Once it is determined that standing exists, the typical course of events in Surrogate’s Court is that the “objectant” (objecting party) appear in Court (typically through counsel) on the return date for service of process (citation) wherein the proponent of the Will seeks to have the document admitted to probate and set for decree by the Surrogate. Once an interest party appears to contest probate, the matter is set down for SCPA 1404 examinations. These examinations are essentially depositions conducted by the attorney for the objecting party upon the attesting witnesses to the Will and the attorney-draftsperson the Will (assuming the Will was overseen by an attorney).
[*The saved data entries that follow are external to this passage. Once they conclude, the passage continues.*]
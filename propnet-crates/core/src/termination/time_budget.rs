use std::time::Duration;
use std::time::Instant;

use super::TerminationCondition;

/// A [`TerminationCondition`] which triggers when the specified time budget has been exceeded.
#[derive(Clone, Copy, Debug)]
pub struct TimeBudget {
    /// The point in time from which to measure the budget.
    started_at: Instant,
    /// The amount of time before [`TimeBudget::should_stop()`] becomes true.
    budget: Duration,
}

impl TimeBudget {
    /// Give the scheduler a time budget, starting now.
    pub fn starting_now(budget: Duration) -> TimeBudget {
        let started_at = Instant::now();

        TimeBudget { started_at, budget }
    }
}

impl TerminationCondition for TimeBudget {
    fn should_stop(&mut self) -> bool {
        self.started_at.elapsed() >= self.budget
    }
}
use itertools::Itertools;
use propnet_core::Interval;
use propnet_core::OperationResult;
use propnet_core::Value;

use super::ArithmeticOperator;

/// The operation of the arithmetic operators when at least one argument is an interval. The
/// result contains every outcome of the operation on numbers taken from the arguments.
pub(super) fn apply(operator: ArithmeticOperator, arguments: &[Value]) -> OperationResult {
    let (Some(lhs), Some(rhs)) = (as_interval(&arguments[0]), as_interval(&arguments[1])) else {
        return Err(operator.unsupported(arguments));
    };

    let result = match operator {
        ArithmeticOperator::Add => Interval::new(lhs.low() + rhs.low(), lhs.high() + rhs.high()),
        ArithmeticOperator::Subtract => {
            Interval::new(lhs.low() - rhs.high(), lhs.high() - rhs.low())
        }
        ArithmeticOperator::Multiply => multiply(lhs, rhs),
        ArithmeticOperator::Divide => {
            if rhs.contains(0.0) {
                return Err(operator.unsupported(arguments));
            }
            Interval::new(1.0 / rhs.high(), 1.0 / rhs.low())
                .and_then(|reciprocal| multiply(lhs, reciprocal))
        }
    };

    // Bounds become NaN when infinite bounds cancel out
    result
        .map(Value::Interval)
        .ok_or_else(|| operator.unsupported(arguments))
}

/// Numbers are treated as the interval containing only that number.
fn as_interval(value: &Value) -> Option<Interval> {
    value
        .as_interval()
        .or_else(|| value.as_number().and_then(Interval::point))
}

fn multiply(lhs: Interval, rhs: Interval) -> Option<Interval> {
    let (low, high) = [
        lhs.low() * rhs.low(),
        lhs.low() * rhs.high(),
        lhs.high() * rhs.low(),
        lhs.high() * rhs.high(),
    ]
    .into_iter()
    .minmax_by(f64::total_cmp)
    .into_option()?;

    Interval::new(low, high)
}

#[cfg(test)]
mod tests {
    use propnet_core::Interval;

    use super::multiply;

    #[test]
    fn product_of_negative_intervals_is_positive() {
        let lhs = Interval::new(-3.0, -1.0).unwrap();
        let rhs = Interval::new(-2.0, -1.0).unwrap();

        assert_eq!(multiply(lhs, rhs), Interval::new(1.0, 6.0));
    }
}
use std::fmt::Display;

use super::Interval;

/// The content of a cell.
///
/// The absence of information ("nothing") is not a value; it is represented by `None` wherever an
/// `Option<Value>` is accepted.
///
/// Equality is total: floats compare numerically, so `0.0` equals `-0.0`, and NaN equals NaN. A
/// value therefore always equals itself and re-adding the content of a cell is never mistaken for
/// new information.
#[derive(Clone, Debug)]
pub enum Value {
    Boolean(bool),
    Integer(i64),
    Float(f64),
    Text(String),
    Interval(Interval),
}

impl Value {
    /// The numeric interpretation of an integer or float value.
    pub fn as_number(&self) -> Option<f64> {
        match self {
            Value::Integer(integer) => Some(*integer as f64),
            Value::Float(float) => Some(*float),
            _ => None,
        }
    }

    pub fn as_integer(&self) -> Option<i64> {
        match self {
            Value::Integer(integer) => Some(*integer),
            _ => None,
        }
    }

    pub fn as_interval(&self) -> Option<Interval> {
        match self {
            Value::Interval(interval) => Some(*interval),
            _ => None,
        }
    }

    pub fn as_text(&self) -> Option<&str> {
        match self {
            Value::Text(text) => Some(text),
            _ => None,
        }
    }
}

impl PartialEq for Value {
    fn eq(&self, other: &Self) -> bool {
        match (self, other) {
            (Value::Boolean(lhs), Value::Boolean(rhs)) => lhs == rhs,
            (Value::Integer(lhs), Value::Integer(rhs)) => lhs == rhs,
            (Value::Float(lhs), Value::Float(rhs)) => {
                lhs == rhs || (lhs.is_nan() && rhs.is_nan())
            }
            (Value::Text(lhs), Value::Text(rhs)) => lhs == rhs,
            (Value::Interval(lhs), Value::Interval(rhs)) => lhs == rhs,
            _ => false,
        }
    }
}

impl Eq for Value {}

impl Display for Value {
    fn fmt(&self, f: &mut std::fmt::Formatter<'_>) -> std::fmt::Result {
        match self {
            Value::Boolean(boolean) => write!(f, "{boolean}"),
            Value::Integer(integer) => write!(f, "{integer}"),
            Value::Float(float) => write!(f, "{float}"),
            Value::Text(text) => write!(f, "{text:?}"),
            Value::Interval(interval) => write!(f, "{interval}"),
        }
    }
}

impl From<bool> for Value {
    fn from(value: bool) -> Self {
        Value::Boolean(value)
    }
}

impl From<i64> for Value {
    fn from(value: i64) -> Self {
        Value::Integer(value)
    }
}

impl From<i32> for Value {
    fn from(value: i32) -> Self {
        Value::Integer(value.into())
    }
}

impl From<f64> for Value {
    fn from(value: f64) -> Self {
        Value::Float(value)
    }
}

impl From<&str> for Value {
    fn from(value: &str) -> Self {
        Value::Text(value.to_owned())
    }
}

impl From<String> for Value {
    fn from(value: String) -> Self {
        Value::Text(value)
    }
}

impl From<Interval> for Value {
    fn from(value: Interval) -> Self {
        Value::Interval(value)
    }
}

#[cfg(test)]
mod tests {
    use super::Value;

    #[test]
    fn floats_are_equal_to_themselves() {
        assert_eq!(Value::Float(f64::NAN), Value::Float(f64::NAN));
        assert_eq!(Value::Float(0.5), Value::from(0.5));
    }

    #[test]
    fn signed_zeros_are_equal() {
        assert_eq!(Value::from(0.0), Value::from(-0.0));
        assert_ne!(Value::from(0.0), Value::from(f64::NAN));
    }

    #[test]
    fn integers_and_floats_are_distinct_values() {
        assert_ne!(Value::Integer(1), Value::Float(1.0));
        assert_eq!(Value::Integer(1).as_number(), Value::Float(1.0).as_number());
    }

    #[test]
    fn text_is_displayed_quoted() {
        assert_eq!(Value::from("hello").to_string(), "\"hello\"");
        assert_eq!(Value::from(7).to_string(), "7");
    }
}
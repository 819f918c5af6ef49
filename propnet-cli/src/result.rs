use propnet_core::NetworkError;
use thiserror::Error;

pub(crate) type PropnetResult<T> = Result<T, PropnetError>;

#[derive(Error, Debug)]
pub(crate) enum PropnetError {
    #[error("IO error, more details: {0}")]
    IOError(#[from] std::io::Error),
    #[error("The network failed: {0}")]
    Network(#[from] NetworkError),
}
Once the dates are set for 1404 examination, the attorney for the objecting party usually service discovery demands upon the attorney representing the estate seeking various documents relating to the Will signing, including asset information of the decedent, medical records, and any communication (written, electronic) between the decedent and other interested parties to the proceeding.
After the 1404 examinations are concluded, the objecting party has ten (10) days to file objections with the Court, at which point the estate litigation continues with further court intervention, discovery, and depositions.
The typical bases for objection to the Will are as follows:
1) the decedent/testator lacked testamentary capacity to sign the Will
2) someone exerted undue influence upon the decedent/testator
3) the will was not executed properly in conformance with the formalities set forth by statute in the EPTL.
4) The will was procured by a fraud perpetrated upon the testator/decedent
If you required the services of an experienced estate litigation attorney to contest the admission of a Last Will and Testament, please contact the Law Offices of Michael W. Alpert at (516) 280-7288 or email@example.com.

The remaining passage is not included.